# Studio photography --- achieving a consistent background



## jidoe (Oct 3, 2012)

Hello all,

This is my first post. Glad be a part of the community.

Question: I have a little studio set up in my home. I'm shooting graphic design work (print brochures etc) with a background material is a solid grey colour. I'm using 2 Canon Speedlites and shoot through umbrellas, and a Canon 60D.

So far my lighting seems decent. However, when viewing my shots in Lightroom, I'm noticing that the background grey colour is shifting slightly in certain shots. Is there a trick to keeping the background grey consistent in all shots (either while shooting or in Lightroom)? If so I'd love to know! 

Thanks

J.


----------



## cgipson1 (Oct 3, 2012)

If you have light hitting it unevenly, you will get gradient effects. If you are lighting your subject, and any of the subject lighting hits part of the background, you will have this problem. The trick is to either ensure no light at all is hitting the background (except ambient) or light the background separately and evenly on it's own, separately from the subject.

Usually easy to correct in photoshop.... Don't know if Lightroom will do it or not.


----------



## jidoe (Oct 3, 2012)

I'm laying flat print pieces down on the background paper, and am trying to light everything evenly. I guess I'm ok with a bit of gradation, just want to make sure the "temperature" or hue of the grey is always consistent. I should probably be doing manual white balance right?


----------



## MLeeK (Oct 3, 2012)

Wait long enough between shots to be sure your flashes have fully cycled. Shoot in full manual so your never running the risk of the camera metering one differently than another; a custom white balance so your camera doesn't change it a slight bit depending upon the brochure laying on the background.


----------



## jidoe (Oct 4, 2012)

Thanks for the tips guys. 

One major thing I forgot to mention is that there is a lot of ambient daylight in the room, coming from a skylight. I'm thinking of blocking it off completely or modifying it with fabric, but maybe would also like to take advantage of it as it seems to help reduce shadows. 

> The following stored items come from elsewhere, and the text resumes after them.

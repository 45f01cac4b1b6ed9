// Streaming compressor.
//
// Compressor provides a push-based API:
//   - Input is fed in arbitrary chunks via compress()
//   - The match finder runs as soon as a full lookahead is buffered
//   - Each full block is written immediately and its bytes returned
//   - Constant memory: one window of history, one lookahead, one block

use log::debug;

use crate::bitstream::BitWriter;
use crate::block::BlockEncoder;
use crate::block::MAX_STORED_LEN;
use crate::error::{CodecError, Result};
use crate::hash::MatchFinder;
use crate::hash::config::{self, DEFAULT_LEVEL, MAX_LEVEL, MAX_MATCH, MatcherConfig};
use crate::header::{self, MAX_WINDOW_BITS, StreamHeader};

// ---------------------------------------------------------------------------
// Options
// ---------------------------------------------------------------------------

/// Default input bytes per block (32 KiB).
pub const DEFAULT_BLOCK_SIZE: usize = 32 * 1024;

/// Largest block size: a block may overshoot by one match and must still
/// fit a single stored block.
pub const MAX_BLOCK_SIZE: usize = MAX_STORED_LEN - MAX_MATCH;

/// Configuration for the streaming compressor.
#[derive(Debug, Clone, Copy, PartialEq, Eq)]
pub struct CompressOptions {
    /// Compression level (0-9). Level 0 = store only (no matching).
    pub level: u32,
    /// log2 of the history window (8-15).
    pub window_bits: u8,
    /// Input bytes collected before a block is closed.
    pub block_size: usize,
}

impl Default for CompressOptions {
    fn default() -> Self {
        Self {
            level: DEFAULT_LEVEL,
            window_bits: MAX_WINDOW_BITS,
            block_size: DEFAULT_BLOCK_SIZE,
        }
    }
}

impl CompressOptions {
    /// Options at the given level, defaults otherwise.
    pub fn with_level(level: u32) -> Self {
        Self {
            level,
            ..Self::default()
        }
    }

    /// Reject out-of-range values with `UnsupportedFormat`.
    pub fn validate(&self) -> Result<()> {
        if self.level > MAX_LEVEL {
            return Err(CodecError::UnsupportedFormat(format!(
                "compression level {} outside 0..={MAX_LEVEL}",
                self.level
            )));
        }
        header::check_window_bits(self.window_bits)?;
        if !(1..=MAX_BLOCK_SIZE).contains(&self.block_size) {
            return Err(CodecError::UnsupportedFormat(format!(
                "block size {} outside 1..={MAX_BLOCK_SIZE}",
                self.block_size
            )));
        }
        Ok(())
    }

    /// Matcher profile for `level`.
    pub fn matcher(&self) -> MatcherConfig {
        config::config_for_level(self.level)
    }
}

// ---------------------------------------------------------------------------
// Compressor
// ---------------------------------------------------------------------------

/// Stream lifecycle.
#[derive(Debug, Clone, Copy, PartialEq, Eq)]
pub enum StreamState {
    /// Nothing fed since construction or `reset()`.
    Idle,
    /// Input accepted, final block not yet written.
    InBlock,
    /// `finish()` has run.
    Finished,
}

/// Streaming compressor.
///
/// Feed input with `compress()`, then call `finish()` exactly once.  The
/// concatenation of every returned chunk is the compressed stream.
///
/// # Example
/// ```
/// use streamflate::compress::{CompressOptions, Compressor, Decompressor};
///
/// let mut enc = Compressor::new(CompressOptions::default()).unwrap();
/// let mut packed = enc.compress(b"hello hello hello").unwrap();
/// packed.extend(enc.finish().unwrap());
///
/// let mut dec = Decompressor::new();
/// assert_eq!(dec.decompress(&packed).unwrap(), b"hello hello hello");
/// dec.finish().unwrap();
/// ```
#[derive(Debug)]
pub struct Compressor {
    opts: CompressOptions,
    header: StreamHeader,
    finder: MatchFinder,
    block: BlockEncoder,
    writer: BitWriter,
    state: StreamState,
    header_written: bool,
    bytes_consumed: u64,
    bytes_produced: u64,
    blocks_written: u64,
}

impl Compressor {
    /// Create a compressor after validating `opts`.
    pub fn new(opts: CompressOptions) -> Result<Self> {
        opts.validate()?;
        let header = StreamHeader::new(opts.window_bits)?;
        Ok(Self::build(opts, header))
    }

    fn build(opts: CompressOptions, header: StreamHeader) -> Self {
        let matcher = opts.matcher();
        Self {
            opts,
            header,
            finder: MatchFinder::new(matcher, header.window_size()),
            block: BlockEncoder::new(opts.block_size, matcher.is_store()),
            writer: BitWriter::with_capacity(opts.block_size + 64),
            state: StreamState::Idle,
            header_written: false,
            bytes_consumed: 0,
            bytes_produced: 0,
            blocks_written: 0,
        }
    }

    /// Feed a chunk; returns the compressed bytes completed so far (possibly
    /// none).
    pub fn compress(&mut self, chunk: &[u8]) -> Result<Vec<u8>> {
        if self.state == StreamState::Finished {
            return Err(CodecError::StreamFinished);
        }
        self.write_header_once();

        let mut input = chunk;
        while !input.is_empty() {
            let n = self.finder.accept(input);
            input = &input[n..];
            self.bytes_consumed += n as u64;
            self.state = StreamState::InBlock;
            self.drain_tokens(false)?;
        }
        Ok(self.take_output())
    }

    /// Flush everything as a final block and pad to a byte boundary.
    pub fn finish(&mut self) -> Result<Vec<u8>> {
        if self.state == StreamState::Finished {
            return Err(CodecError::StreamFinished);
        }
        self.write_header_once();
        self.drain_tokens(true)?;
        self.block.write_block(&mut self.writer, true)?;
        self.blocks_written += 1;
        self.writer.flush_to_byte();
        self.state = StreamState::Finished;

        let out = self.take_output();
        debug!(
            "stream finished: {} bytes in, {} bytes out, {} blocks",
            self.bytes_consumed, self.bytes_produced, self.blocks_written
        );
        Ok(out)
    }

    /// Return to the freshly constructed state, keeping allocations.
    pub fn reset(&mut self) {
        self.finder.reset();
        self.block.clear();
        self.writer.reset();
        self.state = StreamState::Idle;
        self.header_written = false;
        self.bytes_consumed = 0;
        self.bytes_produced = 0;
        self.blocks_written = 0;
    }

    fn write_header_once(&mut self) {
        if !self.header_written {
            self.writer.write_bytes(&self.header.encode());
            self.header_written = true;
        }
    }

    /// Move tokens from the match finder into the block, writing each block
    /// as it fills.
    fn drain_tokens(&mut self, finishing: bool) -> Result<()> {
        while self.finder.has_token(finishing) {
            let Some((token, raw)) = self.finder.next_token() else {
                break;
            };
            self.block.push(token, raw);
            if self.block.raw_len() >= self.opts.block_size {
                self.block.write_block(&mut self.writer, false)?;
                self.blocks_written += 1;
            }
        }
        Ok(())
    }

    fn take_output(&mut self) -> Vec<u8> {
        let out = self.writer.take_bytes();
        self.bytes_produced += out.len() as u64;
        out
    }

    /// Uncompressed bytes accepted so far.
    pub fn bytes_consumed(&self) -> u64 {
        self.bytes_consumed
    }

    /// Compressed bytes returned so far.
    pub fn bytes_produced(&self) -> u64 {
        self.bytes_produced
    }

    /// Blocks written so far.
    pub fn blocks_written(&self) -> u64 {
        self.blocks_written
    }

    pub fn state(&self) -> StreamState {
        self.state
    }

    pub fn options(&self) -> &CompressOptions {
        &self.opts
    }

    /// Capacity of the internal buffers, in bytes.  Depends on the options
    /// only, never on how much input has passed through.
    pub fn memory_footprint(&self) -> usize {
        self.finder.footprint() + self.block.footprint() + self.writer.capacity()
    }
}

impl Default for Compressor {
    fn default() -> Self {
        let opts = CompressOptions::default();
        Self::build(
            opts,
            StreamHeader {
                window_bits: opts.window_bits,
            },
        )
    }
}

// ---------------------------------------------------------------------------
// Tests
// ---------------------------------------------------------------------------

Over the coarse of a day that ambient light will change a lot, would white balance be the best way to keep the colours consistent? 

I'm somewhat new to studio photography... thanks in advance for any tips/suggestions!


----------



## MLeeK (Oct 4, 2012)

Your flashes should be completely canceling out the skylight.
If you take your first shot of the gray/white background with the flashes firing and set your custom white balance based on that shot it should remain the same no matter what.


----------



## amolitor (Oct 4, 2012)

Are you using automatic white balance?


----------